There’s something happening here
What it is ain’t exactly clear
There’s a man with a gun over there
Telling me I got to beware
I think it’s time we stop, children, what’s that sound
Everybody look what’s going down
There’s battle lines being drawn
Nobody’s right if everybody’s wrong
Young people speaking their minds
Getting so much resistance from behind
It’s time we stop, hey, what’s that sound
Everybody look what’s going down
Life — and investing — is all about probabilities. We don’t know what is going to happen in the future — certainly not with any degree of confidence. What we can surely asses is a range of possibilities as to what might happen; we can also assign a range of probabilities to various outcomes.

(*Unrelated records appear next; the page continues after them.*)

use anyhow::Result;
use axum::{extract::{Path, Query, State}, http::StatusCode, routing::{get, post}, Json, Router};
use docsearch::document::{ANCHOR, HEADING, TEXT, TITLE};
use docsearch::persist::{load_index, load_meta, IndexPaths};
use docsearch::tokenizer::tokenize;
use docsearch::{IndexStore, InvertedIndex, QueryEngine, SearchConfig};
use serde::{Deserialize, Serialize};
use std::path::PathBuf;
use std::sync::Arc;
use tower_http::cors::{AllowOrigin, Any, CorsLayer};
use tower_http::trace::TraceLayer;

#[derive(Deserialize)]
pub struct SearchParams {
    pub q: String,
    #[serde(default = "default_k")]
    pub k: usize,
}
fn default_k() -> usize { 10 }

#[derive(Serialize)]
pub struct SearchResponse {
    pub query: String,
    pub took_s: f64,
    pub total_hits: usize,
    pub results: Vec<SearchHit>,
}

#[derive(Serialize)]
pub struct SearchHit {
    pub doc_id: u32,
    pub id: String,
    pub score: f32,
    pub title: Option<String>,
    pub heading: Option<String>,
    pub anchor: Option<String>,
    pub snippet: Option<String>,
}

#[derive(Clone)]
pub struct AppState {
    pub index_paths_root: PathBuf,
    pub store: Arc<IndexStore>,
    pub engine: Arc<QueryEngine>,
    pub admin_token: Option<String>,
}

/// Load the index under `index_dir` and wire up the routes.
///
/// Without an explicit `config` the engine uses default options with the
/// boosts the index was built with.
pub fn build_app(index_dir: String, config: Option<SearchConfig>) -> Result<Router> {
    let paths = IndexPaths::new(&index_dir);
    let meta = load_meta(&paths)?;
    let index = load_index(&paths)?;
    let config = config.unwrap_or_else(|| SearchConfig { boosts: meta.boosts.clone(), ..SearchConfig::default() });
    if index.is_stale(&config) {
        tracing::warn!(index = %index_dir, "index was built with different boosts than the server config");
    }
    tracing::info!(num_docs = meta.num_docs, num_terms = meta.num_terms, created_at = %meta.created_at, "loaded index");

    let state = AppState {
        index_paths_root: PathBuf::from(&index_dir),
        store: Arc::new(IndexStore::new(index)),
        engine: Arc::new(QueryEngine::new(config)?),
        admin_token: std::env::var("ADMIN_TOKEN").ok(),
    };
    Ok(router(state))
}

pub fn router(state: AppState) -> Router {
    // CORS: read CORS_ALLOW_ORIGIN (comma-separated) or allow Any by default
    let cors = match std::env::var("CORS_ALLOW_ORIGIN") {
        Ok(val) => {
            let origins: Vec<_> = val
                .split(',')
                .filter_map(|s| s.trim().parse().ok())
                .collect();
            if origins.is_empty() {
                CorsLayer::new().allow_origin(Any).allow_methods(Any).allow_headers(Any)
            } else {
                CorsLayer::new().allow_origin(AllowOrigin::list(origins)).allow_methods(Any).allow_headers(Any)
            }
        }
        Err(_) => CorsLayer::new().allow_origin(Any).allow_methods(Any).allow_headers(Any),
    };

    Router::new()
        .route("/health", get(|| async { "ok" }))
        .route("/search", get(search_handler))
        .route("/doc/:doc_id", get(doc_handler))
        .route("/index/reload", post(index_reload))
        .with_state(state)
        .layer(cors)
        .layer(TraceLayer::new_for_http())
}

pub async fn search_handler(State(state): State<AppState>, Query(params): Query<SearchParams>) -> Json<SearchResponse> {
    let start = std::time::Instant::now();
    // hold one snapshot for the whole request, even if a reload lands meanwhile
    let index = state.store.snapshot();
    let ranked = state.engine.rank(&index, &params.q);
    let total_hits = ranked.len();
    let k = params.k.clamp(1, state.engine.config().result_limit);

    let terms = tokenize(&params.q);
    let results = ranked
        .into_iter()
        .take(k)
        .filter_map(|r| {
            let doc = index.doc(r.doc_id)?;
            let snippet = doc.field(TEXT).map(|text| snippet(text, &terms));
            Some(SearchHit {
                doc_id: r.doc_id,
                id: r.id,
                score: r.score,
                title: doc.field(TITLE).map(str::to_string),
                heading: doc.field(HEADING).map(str::to_string),
                anchor: doc.field(ANCHOR).map(str::to_string),
                snippet,
            })
        })
        .collect();

    Json(SearchResponse { query: params.q, took_s: start.elapsed().as_secs_f64(), total_hits, results })
}

pub async fn doc_handler(State(state): State<AppState>, Path(doc_id): Path<u32>) -> Json<serde_json::Value> {
    let index = state.store.snapshot();
    if let Some(doc) = index.doc(doc_id) {
        return Json(serde_json::json!({
            "doc_id": doc_id,
            "id": doc.id,
            "fields": doc.fields,
        }));
    }
    Json(serde_json::json!({ "error": "not found" }))
}

/// Re-read `index.bin` from disk and publish it in place of the current snapshot.
async fn index_reload(State(state): State<AppState>, headers: axum::http::HeaderMap) -> Result<Json<serde_json::Value>, (StatusCode, String)> {
    authorize(&state, &headers)?;
    let paths = IndexPaths::new(&state.index_paths_root);
    let index: InvertedIndex = tokio::task::spawn_blocking(move || load_index(&paths))
        .await
        .map_err(|e| (StatusCode::INTERNAL_SERVER_ERROR, e.to_string()))?
        .map_err(|e| (StatusCode::INTERNAL_SERVER_ERROR, format!("{e:#}")))?;
    if index.is_stale(state.engine.config()) {
        tracing::warn!("reloaded index was built with different boosts than the server config");
    }
    let num_docs = index.num_docs();
    state.store.publish(index);
    Ok(Json(serde_json::json!({ "reloaded": true, "num_docs": num_docs })))
}

fn authorize(state: &AppState, headers: &axum::http::HeaderMap) -> Result<(), (StatusCode, String)> {
    let required = match &state.admin_token {
        Some(t) => t,
        None => return Err((StatusCode::UNAUTHORIZED, "ADMIN_TOKEN not set".into())),
    };
    let provided = headers.get("X-ADMIN-TOKEN").and_then(|v| v.to_str().ok()).unwrap_or("");
    if provided == required {
        Ok(())
    } else {
        Err((StatusCode::UNAUTHORIZED, "invalid admin token".into()))
    }
}

/// Up to ~200 chars around the first query term, with matches wrapped in `<em>`.
fn snippet(text: &str, terms: &[String]) -> String {
    let pat = term_pattern(terms);
    let chars: Vec<char> = text.chars().collect();
    let (start, end) = match pat.as_ref().and_then(|p| p.find(text)) {
        Some(m) => {
            let idx = text[..m.start()].chars().count();
            let start = idx.saturating_sub(60).min(chars.len());
            (start, (start + 200).min(chars.len()))
        }
        None => (0, 200.min(chars.len())),
    };
    let window: String = chars[start..end].iter().collect();
    match pat {
        Some(p) => highlight_terms(&window, &p),
        None => window,
    }
}

/// One case-insensitive alternation over all terms, longest first.
fn term_pattern(terms: &[String]) -> Option<regex::Regex> {
    let mut terms: Vec<&str> = terms.iter().map(|t| t.trim()).filter(|t| !t.is_empty()).collect();
    if terms.is_empty() {
        return None;
    }
    terms.sort_by(|a, b| b.len().cmp(&a.len()).then(a.cmp(b)));
    terms.dedup();
    let alternation = terms.iter().map(|t| regex::escape(t)).collect::<Vec<_>>().join("|");
    regex::RegexBuilder::new(&alternation).case_insensitive(true).build().ok()
}

fn highlight_terms(snippet: &str, pat: &regex::Regex) -> String {
    pat.replace_all(snippet, |caps: &regex::Captures| format!("<em>{}</em>", &caps[0])).to_string()
}

#[cfg(test)]
mod tests {
    use super::*;

    #[test]
    fn snippet_centers_on_first_match() {
        let text = format!("{} transition happens here", "filler ".repeat(40));
        let s = snippet(&text, &["transition".to_string()]);
        assert!(s.contains("<em>transition</em>"));
        assert!(s.len() < text.len() + 10);
    }

    #[test]
    fn snippet_without_match_takes_the_head() {
        let s = snippet("Short body.", &["absent".to_string()]);
        assert_eq!(s, "Short body.");
    }

    #[test]
    fn overlapping_terms_are_highlighted_once() {
        let terms = vec!["transition".to_string(), "em".to_string(), "trans".to_string()];
        let s = snippet("a Transition here, them", &terms);
        assert_eq!(s, "a <em>Transition</em> here, th<em>em</em>");
    }

    #[test]
    fn window_follows_match_in_original_text() {
        // lower-casing İ yields two chars, which must not shift the window
        let text = format!("{}{} target", "İ".repeat(100), "x".repeat(10));
        let s = snippet(&text, &["target".to_string()]);
        assert!(s.contains("<em>target</em>"));
        assert!(s.starts_with(&format!("{}x", "İ".repeat(49))));
    }
}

This morning, we are taking a look at the shifting probabilities of various outcomes:
Markets: Following a 2 year rally that saw the indices double, markets this year have been unable to develop any upward momentum, gaining a mere 2.3% YTD. Experience has taught us to give a bull run (even a cyclical bull market) the benefit of the doubt, as they tend to go further and last longer than most people assume or is reasonable.
Alas, this bull cycle, after a screaming move higher, is starting to look tired. In terms of potnetial outcomes, this sideways phase could be a consolidation before the next move upwards. Or it could be a topping process setting up the next substantial drop. Prior to current action, I was more inclined to see the glass as half full. But here we are, a mere 5% from recent highs, and my probability is starting to shift. Whereas I was 70/30 consolidation versus topping, that assessment is now closer to 60/40 — and gaining speed.
The lines to watch are the 200 day moving average and the YTD start.
click for larger chart
Economy: We avoided the double dip scare in 2010, as the data suggested a deceleration of growth rather than an outright contraction. The 2011 economic data series may be prtending something more serious.
Consider: Employment (watch layoffs ticking higher), retail sales (watch auto sales closely), GDP, industrial production and manufacturing: All are softening. The one bright spot is corporate earnings, but even they have an asterisk, with the lion’s share coming from cost cutting and overseas growth — not domestic top line growth.
Its the demand, stupid.
The probabilities of an ordinary business cycle recession are increasing. Its been terribly obvious that the bulk of the growth has been primarily Fed induced, not Federal stimulus spending. While the Austrians scream that Keynsian stimulus has failed, what they really mean is Friedman’s Monetarism has failed to magically produce a self-sustaining recovery (which does not disagree with Friedman at all).
Given that its now 2 years plus since July 2009, when the prior contraction ended, this would not be a double dip, but rather a stand alone 1938 type recession. My odds of a recession within 18 months went from 10% to 30%.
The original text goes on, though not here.